++++ INPUT ++++

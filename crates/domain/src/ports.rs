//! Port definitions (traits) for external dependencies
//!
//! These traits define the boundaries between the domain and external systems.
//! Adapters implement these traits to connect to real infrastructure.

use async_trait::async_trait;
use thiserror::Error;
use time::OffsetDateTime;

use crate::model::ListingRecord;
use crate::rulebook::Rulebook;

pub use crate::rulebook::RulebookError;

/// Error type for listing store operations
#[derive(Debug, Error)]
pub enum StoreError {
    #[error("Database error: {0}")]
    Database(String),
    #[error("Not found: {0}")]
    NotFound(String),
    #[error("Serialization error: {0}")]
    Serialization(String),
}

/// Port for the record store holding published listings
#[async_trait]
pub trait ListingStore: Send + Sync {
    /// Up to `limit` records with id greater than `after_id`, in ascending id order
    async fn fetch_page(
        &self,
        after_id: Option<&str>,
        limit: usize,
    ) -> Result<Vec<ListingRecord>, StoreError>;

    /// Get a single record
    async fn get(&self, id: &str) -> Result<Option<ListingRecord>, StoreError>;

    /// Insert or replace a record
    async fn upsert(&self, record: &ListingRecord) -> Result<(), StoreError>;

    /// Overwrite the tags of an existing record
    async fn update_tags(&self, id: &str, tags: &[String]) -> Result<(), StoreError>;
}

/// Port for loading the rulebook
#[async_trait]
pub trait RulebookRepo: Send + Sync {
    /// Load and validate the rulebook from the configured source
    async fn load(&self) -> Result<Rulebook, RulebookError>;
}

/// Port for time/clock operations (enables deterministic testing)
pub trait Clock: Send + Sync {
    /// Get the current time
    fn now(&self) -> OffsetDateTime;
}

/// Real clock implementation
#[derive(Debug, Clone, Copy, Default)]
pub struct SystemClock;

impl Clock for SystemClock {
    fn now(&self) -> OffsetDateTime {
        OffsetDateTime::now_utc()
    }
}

++++
++++ INPUT ++++

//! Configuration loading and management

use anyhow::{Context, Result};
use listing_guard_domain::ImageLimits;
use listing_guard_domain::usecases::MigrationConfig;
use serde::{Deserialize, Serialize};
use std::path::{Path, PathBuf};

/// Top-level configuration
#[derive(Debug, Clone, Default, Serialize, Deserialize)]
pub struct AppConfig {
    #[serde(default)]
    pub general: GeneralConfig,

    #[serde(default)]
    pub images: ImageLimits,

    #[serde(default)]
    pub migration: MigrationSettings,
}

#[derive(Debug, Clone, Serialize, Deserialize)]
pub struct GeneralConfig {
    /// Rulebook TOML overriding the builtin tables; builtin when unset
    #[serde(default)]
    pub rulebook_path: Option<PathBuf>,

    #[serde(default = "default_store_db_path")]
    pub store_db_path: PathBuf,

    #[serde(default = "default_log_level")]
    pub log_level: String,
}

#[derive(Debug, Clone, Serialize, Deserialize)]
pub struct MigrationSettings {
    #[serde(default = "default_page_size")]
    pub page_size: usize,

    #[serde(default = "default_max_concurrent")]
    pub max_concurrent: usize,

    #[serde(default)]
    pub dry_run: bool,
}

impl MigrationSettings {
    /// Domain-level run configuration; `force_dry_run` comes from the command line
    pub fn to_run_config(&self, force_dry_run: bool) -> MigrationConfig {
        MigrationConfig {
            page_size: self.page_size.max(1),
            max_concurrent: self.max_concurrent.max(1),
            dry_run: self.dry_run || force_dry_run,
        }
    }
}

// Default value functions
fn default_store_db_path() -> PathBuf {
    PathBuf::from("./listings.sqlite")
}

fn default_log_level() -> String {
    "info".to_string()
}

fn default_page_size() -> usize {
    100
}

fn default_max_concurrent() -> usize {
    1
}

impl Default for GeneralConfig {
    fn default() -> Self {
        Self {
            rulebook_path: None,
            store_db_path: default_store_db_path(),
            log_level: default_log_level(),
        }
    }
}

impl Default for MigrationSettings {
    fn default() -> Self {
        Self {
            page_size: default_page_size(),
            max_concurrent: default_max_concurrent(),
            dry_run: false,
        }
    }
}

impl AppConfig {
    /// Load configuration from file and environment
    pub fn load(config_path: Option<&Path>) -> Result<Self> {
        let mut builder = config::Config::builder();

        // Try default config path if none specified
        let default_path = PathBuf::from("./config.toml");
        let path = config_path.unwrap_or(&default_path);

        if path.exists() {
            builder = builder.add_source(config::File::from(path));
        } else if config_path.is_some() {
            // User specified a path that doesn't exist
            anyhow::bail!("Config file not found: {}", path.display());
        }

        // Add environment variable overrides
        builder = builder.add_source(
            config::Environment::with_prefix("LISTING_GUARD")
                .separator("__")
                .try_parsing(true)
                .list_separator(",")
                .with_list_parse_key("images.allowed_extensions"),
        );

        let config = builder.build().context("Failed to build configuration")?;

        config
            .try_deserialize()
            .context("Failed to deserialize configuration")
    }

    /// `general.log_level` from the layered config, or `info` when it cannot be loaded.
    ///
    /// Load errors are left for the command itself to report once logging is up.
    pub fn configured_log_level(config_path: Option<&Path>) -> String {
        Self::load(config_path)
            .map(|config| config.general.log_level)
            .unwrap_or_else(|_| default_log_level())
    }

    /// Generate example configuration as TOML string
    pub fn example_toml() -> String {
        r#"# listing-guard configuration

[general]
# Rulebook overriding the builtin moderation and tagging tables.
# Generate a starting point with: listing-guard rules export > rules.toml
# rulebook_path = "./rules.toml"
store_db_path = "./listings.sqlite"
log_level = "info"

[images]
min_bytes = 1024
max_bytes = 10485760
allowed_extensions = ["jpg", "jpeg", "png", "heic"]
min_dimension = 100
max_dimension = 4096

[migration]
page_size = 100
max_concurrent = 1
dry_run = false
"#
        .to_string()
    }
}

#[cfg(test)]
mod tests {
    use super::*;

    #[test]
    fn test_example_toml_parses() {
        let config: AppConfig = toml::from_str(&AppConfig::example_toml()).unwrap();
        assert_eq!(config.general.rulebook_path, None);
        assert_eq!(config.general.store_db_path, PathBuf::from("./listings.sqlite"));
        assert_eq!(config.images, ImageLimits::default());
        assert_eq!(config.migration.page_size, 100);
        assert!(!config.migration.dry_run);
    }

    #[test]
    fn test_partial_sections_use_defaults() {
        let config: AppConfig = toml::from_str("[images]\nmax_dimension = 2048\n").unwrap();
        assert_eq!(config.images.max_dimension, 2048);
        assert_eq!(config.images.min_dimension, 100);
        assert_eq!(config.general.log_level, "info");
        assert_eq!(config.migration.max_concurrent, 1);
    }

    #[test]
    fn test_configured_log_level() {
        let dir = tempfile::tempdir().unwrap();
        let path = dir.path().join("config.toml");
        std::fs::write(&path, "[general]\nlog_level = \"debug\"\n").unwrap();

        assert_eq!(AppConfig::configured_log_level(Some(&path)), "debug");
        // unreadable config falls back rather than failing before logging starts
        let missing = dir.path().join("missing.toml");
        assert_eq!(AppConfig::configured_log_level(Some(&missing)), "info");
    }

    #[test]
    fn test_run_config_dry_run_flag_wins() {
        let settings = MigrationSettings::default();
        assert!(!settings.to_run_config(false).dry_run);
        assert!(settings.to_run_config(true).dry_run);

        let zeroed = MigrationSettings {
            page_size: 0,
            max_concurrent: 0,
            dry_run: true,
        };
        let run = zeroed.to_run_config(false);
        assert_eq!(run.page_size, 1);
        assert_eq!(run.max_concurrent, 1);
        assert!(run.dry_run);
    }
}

++++
++++ INPUT ++++

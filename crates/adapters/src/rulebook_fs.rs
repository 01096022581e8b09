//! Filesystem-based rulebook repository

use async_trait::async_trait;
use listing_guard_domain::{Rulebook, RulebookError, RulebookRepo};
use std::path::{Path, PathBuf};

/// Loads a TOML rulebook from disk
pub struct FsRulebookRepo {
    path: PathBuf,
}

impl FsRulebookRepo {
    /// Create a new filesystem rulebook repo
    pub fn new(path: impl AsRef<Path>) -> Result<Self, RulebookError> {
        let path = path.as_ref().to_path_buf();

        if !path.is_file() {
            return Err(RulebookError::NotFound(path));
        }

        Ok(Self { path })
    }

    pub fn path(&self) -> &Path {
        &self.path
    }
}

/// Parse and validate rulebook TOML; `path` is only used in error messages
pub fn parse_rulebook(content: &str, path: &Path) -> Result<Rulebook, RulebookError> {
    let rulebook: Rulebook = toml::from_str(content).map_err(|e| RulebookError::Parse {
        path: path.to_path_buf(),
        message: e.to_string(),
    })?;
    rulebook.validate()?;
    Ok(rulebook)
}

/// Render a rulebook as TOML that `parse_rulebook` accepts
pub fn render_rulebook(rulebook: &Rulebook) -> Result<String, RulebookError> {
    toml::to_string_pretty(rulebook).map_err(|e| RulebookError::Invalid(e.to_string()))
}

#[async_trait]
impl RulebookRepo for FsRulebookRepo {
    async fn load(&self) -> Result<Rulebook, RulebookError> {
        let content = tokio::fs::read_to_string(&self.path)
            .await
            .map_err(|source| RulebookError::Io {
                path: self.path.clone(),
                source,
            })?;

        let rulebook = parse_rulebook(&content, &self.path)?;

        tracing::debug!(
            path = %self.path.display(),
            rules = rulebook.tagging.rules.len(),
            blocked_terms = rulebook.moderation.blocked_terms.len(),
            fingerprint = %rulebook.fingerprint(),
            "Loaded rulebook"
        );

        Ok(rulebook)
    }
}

++++

YOUR ASSIGNMENT | Count, in the listing above, every line that includes "Send". The number is the whole answer.

SOLUTION TO THIS EXERCISE | 3